Task objective:
Return the following from the records below: each line, word for word, starting with the line that contains "use mazeview_input::ControllerSettings;" and going on through the line that contains "#[derive(Debug, Clone, Copy, PartialEq, Serialize, Deserialize)]", with nothing outside that range.
[Records shown — start]
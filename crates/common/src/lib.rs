//! Shared value types used across the mazeview crates.

mod types;

pub use types::{CameraState, CellCoord, Color, Placement, Projection};
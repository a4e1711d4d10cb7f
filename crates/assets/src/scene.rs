use crate::AssetError;
use glam::Vec3;
use mazeview_common::{CameraState, Placement};
use mazeview_input::ControllerSettings;
use mazeview_kernel::DEFAULT_PLAYER_RADIUS;
use serde::{Deserialize, Serialize};
use std::path::{Path, PathBuf};

/// Everything the viewer needs to set up a scene. Every field has a default,
/// so a scene file only lists what it changes.
///
/// ```yaml
/// maze:
///   map: resources/cubicmap.png
/// player:
///   radius: 0.15
/// ```
#[derive(Debug, Clone, PartialEq, Serialize, Deserialize)]
#[serde(default)]
pub struct SceneConfig {
    pub window: WindowConfig,
    pub camera: CameraState,
    pub maze: MazeConfig,
    pub props: Vec<PropConfig>,
    pub player: PlayerConfig,
}

#[derive(Debug, Clone, PartialEq, Serialize, Deserialize)]
#[serde(default)]
pub struct WindowConfig {
    pub title: String,
    pub width: u32,
    pub height: u32,
    pub target_fps: u32,
}

impl Default for WindowConfig {
    fn default() -> Self {
        Self {
            title: "CHALLENGE 03: FIRST PERSON MAZE".into(),
            width: 1020,
            height: 800,
            target_fps: 60,
        }
    }
}

/// The maze image, its texture atlas and where the maze sits in the world.
#[derive(Debug, Clone, PartialEq, Serialize, Deserialize)]
#[serde(default)]
pub struct MazeConfig {
    pub map: PathBuf,
    pub atlas: PathBuf,
    pub placement: Placement,
}

impl Default for MazeConfig {
    fn default() -> Self {
        Self {
            map: PathBuf::from("resources/cubicmap.png"),
            atlas: PathBuf::from("resources/cubemap_atlas.png"),
            placement: Placement::default(),
        }
    }
}

/// A decorative model drawn in the maze. It does not collide.
#[derive(Debug, Clone, PartialEq, Serialize, Deserialize)]
pub struct PropConfig {
    pub name: String,
    pub model: PathBuf,
    pub texture: PathBuf,
    pub placement: Placement,
}

impl PropConfig {
    fn castle() -> Self {
        Self {
            name: "castle".into(),
            model: PathBuf::from("resources/models/obj/castle.obj"),
            texture: PathBuf::from("resources/models/obj/castle_diffuse.png"),
            placement: Placement::new(Vec3::new(3.0, 0.0, 3.0), 0.02),
        }
    }
}

#[derive(Debug, Clone, Copy, PartialEq, Serialize, Deserialize)]
#[serde(default)]
pub struct PlayerConfig {
    /// Radius of the player cylinder used for wall collision.
    pub radius: f32,
    #[serde(flatten)]
    pub controller: ControllerSettings,
}

impl Default for PlayerConfig {
    fn default() -> Self {
        Self {
            radius: DEFAULT_PLAYER_RADIUS,
            controller: ControllerSettings::default(),
        }
    }
}

impl Default for SceneConfig {
    fn default() -> Self {
        Self {
            window: WindowConfig::default(),
            camera: CameraState::default(),
            maze: MazeConfig::default(),
            props: vec![PropConfig::castle()],
            player: PlayerConfig::default(),
        }
    }
}

impl SceneConfig {
    /// Parse a YAML scene file. Relative asset paths are resolved against
    /// the file's directory.
    pub fn load(path: impl AsRef<Path>) -> Result<Self, AssetError> {
        Self::resolve(Some(path.as_ref()), None)
    }

    /// Scene for the command line: the file at `scene` or the defaults, with
    /// relative paths resolved against `base_dir` when given, else against
    /// the scene file's directory, else the working directory.
    pub fn resolve(scene: Option<&Path>, base_dir: Option<&Path>) -> Result<Self, AssetError> {
        let config = match scene {
            Some(path) => {
                let text = std::fs::read_to_string(path).map_err(|source| AssetError::Read {
                    path: path.to_path_buf(),
                    source,
                })?;
                let config = Self::from_yaml(&text)?;
                tracing::info!("scene config loaded from {}", path.display());
                config
            }
            None => Self::default(),
        };
        let base = base_dir
            .or_else(|| scene.and_then(Path::parent))
            .unwrap_or_else(|| Path::new(""));
        Ok(config.with_base_dir(base))
    }

    pub fn from_yaml(text: &str) -> Result<Self, AssetError> {
        Ok(serde_yaml::from_str(text)?)
    }

    pub fn to_yaml(&self) -> Result<String, AssetError> {
        Ok(serde_yaml::to_string(self)?)
    }

    /// Prefix every relative asset path with `base`.
    pub fn with_base_dir(mut self, base: impl AsRef<Path>) -> Self {
        let base = base.as_ref();
        let resolve = |p: &mut PathBuf| {
            if p.is_relative() {
                *p = base.join(&*p);
            }
        };
        resolve(&mut self.maze.map);
        resolve(&mut self.maze.atlas);
        for prop in &mut self.props {
            resolve(&mut prop.model);
            resolve(&mut prop.texture);
        }
        self
    }
}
[Records shown — finish]
Your solution:
use mazeview_input::ControllerSettings;
use mazeview_kernel::DEFAULT_PLAYER_RADIUS;
use serde::{Deserialize, Serialize};
use std::path::{Path, PathBuf};

/// Everything the viewer needs to set up a scene. Every field has a default,
/// so a scene file only lists what it changes.
///
/// ```yaml
/// maze:
///   map: resources/cubicmap.png
/// player:
///   radius: 0.15
/// ```
#[derive(Debug, Clone, PartialEq, Serialize, Deserialize)]
#[serde(default)]
pub struct SceneConfig {
    pub window: WindowConfig,
    pub camera: CameraState,
    pub maze: MazeConfig,
    pub props: Vec<PropConfig>,
    pub player: PlayerConfig,
}

#[derive(Debug, Clone, PartialEq, Serialize, Deserialize)]
#[serde(default)]
pub struct WindowConfig {
    pub title: String,
    pub width: u32,
    pub height: u32,
    pub target_fps: u32,
}

impl Default for WindowConfig {
    fn default() -> Self {
        Self {
            title: "CHALLENGE 03: FIRST PERSON MAZE".into(),
            width: 1020,
            height: 800,
            target_fps: 60,
        }
    }
}

/// The maze image, its texture atlas and where the maze sits in the world.
#[derive(Debug, Clone, PartialEq, Serialize, Deserialize)]
#[serde(default)]
pub struct MazeConfig {
    pub map: PathBuf,
    pub atlas: PathBuf,
    pub placement: Placement,
}

impl Default for MazeConfig {
    fn default() -> Self {
        Self {
            map: PathBuf::from("resources/cubicmap.png"),
            atlas: PathBuf::from("resources/cubemap_atlas.png"),
            placement: Placement::default(),
        }
    }
}

/// A decorative model drawn in the maze. It does not collide.
#[derive(Debug, Clone, PartialEq, Serialize, Deserialize)]
pub struct PropConfig {
    pub name: String,
    pub model: PathBuf,
    pub texture: PathBuf,
    pub placement: Placement,
}

impl PropConfig {
    fn castle() -> Self {
        Self {
            name: "castle".into(),
            model: PathBuf::from("resources/models/obj/castle.obj"),
            texture: PathBuf::from("resources/models/obj/castle_diffuse.png"),
            placement: Placement::new(Vec3::new(3.0, 0.0, 3.0), 0.02),
        }
    }
}

#[derive(Debug, Clone, Copy, PartialEq, Serialize, Deserialize)]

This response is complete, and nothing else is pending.